Gottwik M, Fentrop T, Kobel K, Langsdorf S, Schlepper M, Kramer K, Hehrlein F W
Thorac Cardiovasc Surg. 1981 Oct;29(5):307-11. doi: 10.1055/s-2007-1023504.
A general lack of standardization of the pre-clinical testing of artificial valves leads to an actual comparison of different prosthetic models at the time of a first clinical trial, frequently with contradictory results. Therefore, a pulse duplicator was developed in order to compare different valves of comparable size under identical standardized conditions in aortic and mitral positions. Comparison of Björk-Shiley and St. Jude medical prostheses in the duplicator revealed a linear relationship between pump setting and stroke volume delivered (r less than or equal to 0.9) for both valves. Pressure loss across the mitral valves showed a linear relationship to stroke volume (less than or equal to 0.9) and frequency (less than or equal to 0.9). The gradient, expressed per milliliter stroke volume, for identical frequencies appeared as the simplest and most suitable parameter for comparison of the hydraulic function of different valves. Using this parameter, the valves showed individual differences over a wide physiological range of testing. The differences, however, are of a magnitude that can hardly be detected under clinical testing conditions.

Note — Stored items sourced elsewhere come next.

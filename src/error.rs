use thiserror::Error;

/// Operational errors. Manifest violations are diagnostics, not errors.
#[derive(Error, Debug)]
pub enum YamlvalidError {
    #[error("IO error: {0}")]
    Io(#[from] std::io::Error),

    #[error("Configuration error: {0}")]
    Config(#[from] ConfigError),

    #[error("Failed to walk {path}: {message}")]
    Walk { path: String, message: String },
}

#[derive(Error, Debug)]
pub enum ConfigError {
    #[error("Failed to read {path}: {source}")]
    ReadFailed {
        path: String,
        #[source]
        source: std::io::Error,
    },

    #[error("Failed to parse {path}: {message}")]
    ParsingFailed { path: String, message: String },
}

pub type Result<T> = std::result::Result<T, YamlvalidError>;
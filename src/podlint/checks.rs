//! Scalar checkers.
//!
//! Standalone predicates over a single value node. Each returns the
//! diagnostic to report on failure, attributed to the value's line; the
//! caller decides where it goes.

use std::sync::LazyLock;

use regex::Regex;

use crate::podlint::parser::{Node, ScalarKind};
use crate::podlint::types::Diagnostic;

// ============================================================================
// Patterns
// ============================================================================

/// Lowercase alphanumerics separated by single underscores (e.g. "web_app_2").
static IDENTIFIER_REGEX: LazyLock<Regex> =
    LazyLock::new(|| Regex::new(r"^[a-z0-9]+(_[a-z0-9]+)*$").unwrap());

static BINARY_QUANTITY_REGEX: LazyLock<Regex> =
    LazyLock::new(|| Regex::new(r"^[0-9]+(Ki|Mi|Gi|Ti|Pi|Ei)$").unwrap());

static DECIMAL_QUANTITY_REGEX: LazyLock<Regex> =
    LazyLock::new(|| Regex::new(r"^[0-9]+(K|M|G|T|P|E)$").unwrap());

static ANY_QUANTITY_REGEX: LazyLock<Regex> =
    LazyLock::new(|| Regex::new(r"^[0-9]+(Ki|Mi|Gi|Ti|Pi|Ei|K|M|G|T|P|E)$").unwrap());

/// Unit vocabulary accepted by [`quantity`].
#[derive(Debug, Clone, Copy, PartialEq, Eq)]
pub enum UnitSet {
    /// Ki, Mi, Gi, Ti, Pi, Ei
    Binary,
    /// K, M, G, T, P, E
    Decimal,
    /// Either of the above.
    Any,
}

impl UnitSet {
    fn regex(&self) -> &'static Regex {
        match self {
            Self::Binary => &BINARY_QUANTITY_REGEX,
            Self::Decimal => &DECIMAL_QUANTITY_REGEX,
            Self::Any => &ANY_QUANTITY_REGEX,
        }
    }
}

// ============================================================================
// Message helpers
// ============================================================================

pub fn must_be(node: &Node, field: &str, what: &str) -> Diagnostic {
    Diagnostic::new(node.line, format!("{} must be {}", field, what))
}

pub fn invalid_format(node: &Node, field: &str, text: &str) -> Diagnostic {
    Diagnostic::new(node.line, format!("{} has invalid format '{}'", field, text))
}

pub fn unsupported_value(node: &Node, field: &str, text: &str) -> Diagnostic {
    Diagnostic::new(
        node.line,
        format!("{} has unsupported value '{}'", field, text),
    )
}

/// Text of a scalar, or a "must be string" diagnostic.
pub fn string<'a>(node: &'a Node, field: &str) -> Result<&'a str, Diagnostic> {
    node.as_str().ok_or_else(|| must_be(node, field, "string"))
}

// ============================================================================
// Checkers
// ============================================================================

/// Integer-kind scalar within `min..=max` (`max: None` means unbounded).
///
/// A quoted number is not an integer. The range is only checked once the
/// kind is right.
pub fn int_in_range(
    node: &Node,
    field: &str,
    min: i64,
    max: Option<i64>,
) -> Result<i64, Diagnostic> {
    let value = match node.as_scalar().map(|s| s.kind) {
        Some(ScalarKind::Integer(value)) => value,
        _ => return Err(must_be(node, field, "int")),
    };
    if value < min || max.is_some_and(|max| value > max) {
        return Err(Diagnostic::new(
            node.line,
            format!("{} value out of range", field),
        ));
    }
    Ok(value)
}

/// Digits followed by exactly one unit from `units` (e.g. "512Mi").
pub fn quantity<'a>(node: &'a Node, field: &str, units: UnitSet) -> Result<&'a str, Diagnostic> {
    let text = string(node, field)?;
    if units.regex().is_match(text) {
        Ok(text)
    } else {
        Err(invalid_format(node, field, text))
    }
}

/// `prefix` followed by `name:tag`, both sides of the colon non-empty.
pub fn tagged_reference<'a>(
    node: &'a Node,
    field: &str,
    prefix: &str,
) -> Result<&'a str, Diagnostic> {
    let text = string(node, field)?;
    let valid = text.strip_prefix(prefix).is_some_and(has_inner_colon);
    if valid {
        Ok(text)
    } else {
        Err(invalid_format(node, field, text))
    }
}

fn has_inner_colon(rest: &str) -> bool {
    rest.char_indices()
        .any(|(idx, c)| c == ':' && idx > 0 && idx + 1 < rest.len())
}

/// Lowercase identifier segmented by single underscores.
pub fn identifier<'a>(node: &'a Node, field: &str) -> Result<&'a str, Diagnostic> {
    let text = string(node, field)?;
    if IDENTIFIER_REGEX.is_match(text) {
        Ok(text)
    } else {
        Err(invalid_format(node, field, text))
    }
}

/// Exact, case-sensitive membership in `allowed`.
pub fn one_of<'a>(node: &'a Node, field: &str, allowed: &[&str]) -> Result<&'a str, Diagnostic> {
    let text = string(node, field)?;
    if allowed.contains(&text) {
        Ok(text)
    } else {
        Err(unsupported_value(node, field, text))
    }
}

/// Non-empty path starting with `/`.
pub fn absolute_path<'a>(node: &'a Node, field: &str) -> Result<&'a str, Diagnostic> {
    let text = string(node, field)?;
    if text.starts_with('/') {
        Ok(text)
    } else {
        Err(invalid_format(node, field, text))
    }
}

#[cfg(test)]
mod tests {
    use super::*;

    fn int(value: i64) -> Node {
        Node::scalar(value.to_string(), ScalarKind::Integer(value), 3)
    }

    fn text(value: &str) -> Node {
        Node::scalar(value, ScalarKind::String, 3)
    }

    #[test]
    fn test_int_in_range_bounds() {
        assert_eq!(int_in_range(&int(1), "port", 1, Some(65535)), Ok(1));
        assert_eq!(int_in_range(&int(65535), "port", 1, Some(65535)), Ok(65535));

        let low = int_in_range(&int(0), "port", 1, Some(65535)).unwrap_err();
        assert_eq!(low, Diagnostic::new(3, "port value out of range"));
        let high = int_in_range(&int(65536), "port", 1, Some(65535)).unwrap_err();
        assert_eq!(high.message, "port value out of range");
    }

    #[test]
    fn test_int_in_range_rejects_quoted_number() {
        let err = int_in_range(&text("80"), "containerPort", 1, Some(65535)).unwrap_err();
        assert_eq!(err.message, "containerPort must be int");
    }

    #[test]
    fn test_int_in_range_rejects_non_scalar() {
        let err = int_in_range(&Node::mapping(Vec::new(), 9), "cpu", 0, None).unwrap_err();
        assert_eq!(err, Diagnostic::new(9, "cpu must be int"));
    }

    #[test]
    fn test_int_in_range_unbounded() {
        assert!(int_in_range(&int(1_000_000), "cpu", 0, None).is_ok());
        assert!(int_in_range(&int(-1), "cpu", 0, None).is_err());
    }

    #[test]
    fn test_quantity_units() {
        assert!(quantity(&text("512Mi"), "memory", UnitSet::Binary).is_ok());
        assert!(quantity(&text("1Ei"), "memory", UnitSet::Binary).is_ok());
        assert!(quantity(&text("512"), "memory", UnitSet::Binary).is_err());
        assert!(quantity(&text("512mi"), "memory", UnitSet::Binary).is_err());
        assert!(quantity(&text("512M"), "memory", UnitSet::Binary).is_err());
        assert!(quantity(&text("1.5Gi"), "memory", UnitSet::Binary).is_err());
        assert!(quantity(&text("-1Gi"), "memory", UnitSet::Binary).is_err());

        assert!(quantity(&text("512M"), "memory", UnitSet::Decimal).is_ok());
        assert!(quantity(&text("512Mi"), "memory", UnitSet::Decimal).is_err());
        assert!(quantity(&text("512M"), "memory", UnitSet::Any).is_ok());
        assert!(quantity(&text("512Mi"), "memory", UnitSet::Any).is_ok());
    }

    #[test]
    fn test_quantity_message() {
        let err = quantity(&text("512"), "memory", UnitSet::Binary).unwrap_err();
        assert_eq!(err.message, "memory has invalid format '512'");
    }

    #[test]
    fn test_tagged_reference() {
        let prefix = "registry.bigbrother.io/";
        assert!(tagged_reference(&text("registry.bigbrother.io/app:latest"), "image", prefix).is_ok());
        assert!(tagged_reference(&text("registry.bigbrother.io/team/app:1.2"), "image", prefix).is_ok());
        assert!(tagged_reference(&text("registry.bigbrother.io/app"), "image", prefix).is_err());
        assert!(tagged_reference(&text("registry.bigbrother.io/app:"), "image", prefix).is_err());
        assert!(tagged_reference(&text("registry.bigbrother.io/:latest"), "image", prefix).is_err());
        assert!(tagged_reference(&text("other.io/app:latest"), "image", prefix).is_err());
        assert!(tagged_reference(&text("registry.bigbrother.io/"), "image", prefix).is_err());
    }

    #[test]
    fn test_identifier() {
        for ok in ["web", "web_app", "a1_b2_c3", "123"] {
            assert!(identifier(&text(ok), "name").is_ok(), "{ok} should pass");
        }
        for bad in ["Web", "web-app", "_web", "web_", "web__app", ""] {
            assert!(identifier(&text(bad), "name").is_err(), "{bad} should fail");
        }
    }

    #[test]
    fn test_one_of_is_case_sensitive() {
        assert!(one_of(&text("TCP"), "protocol", &["TCP", "UDP"]).is_ok());
        let err = one_of(&text("tcp"), "protocol", &["TCP", "UDP"]).unwrap_err();
        assert_eq!(err.message, "protocol has unsupported value 'tcp'");
    }

    #[test]
    fn test_absolute_path() {
        assert!(absolute_path(&text("/healthz"), "path").is_ok());
        assert!(absolute_path(&text("healthz"), "path").is_err());
        assert!(absolute_path(&text(""), "path").is_err());
    }

    #[test]
    fn test_text_checkers_reject_collections() {
        let seq = Node::sequence(Vec::new(), 4);
        assert_eq!(
            identifier(&seq, "name").unwrap_err(),
            Diagnostic::new(4, "name must be string")
        );
    }
}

人工心脏瓣膜临床前测试普遍缺乏标准化,这导致在首次临床试验时对不同假体模型进行实际比较,结果常常相互矛盾。因此,开发了一种脉动复制器,以便在主动脉和二尖瓣位置的相同标准化条件下比较不同尺寸相当的瓣膜。在脉动复制器中对Björk-Shiley和圣犹达医疗假体进行比较,结果显示两个瓣膜的泵设置与输送的每搏输出量之间呈线性关系(r≤0.9)。二尖瓣上的压力损失与每搏输出量(≤0.9)和频率(≤0.9)呈线性关系。对于相同频率,以每毫升每搏输出量表示的压力阶差似乎是比较不同瓣膜水力功能的最简单、最合适的参数。使用该参数,在广泛的生理测试范围内,瓣膜显示出个体差异。然而,这些差异的程度在临床测试条件下几乎难以检测到。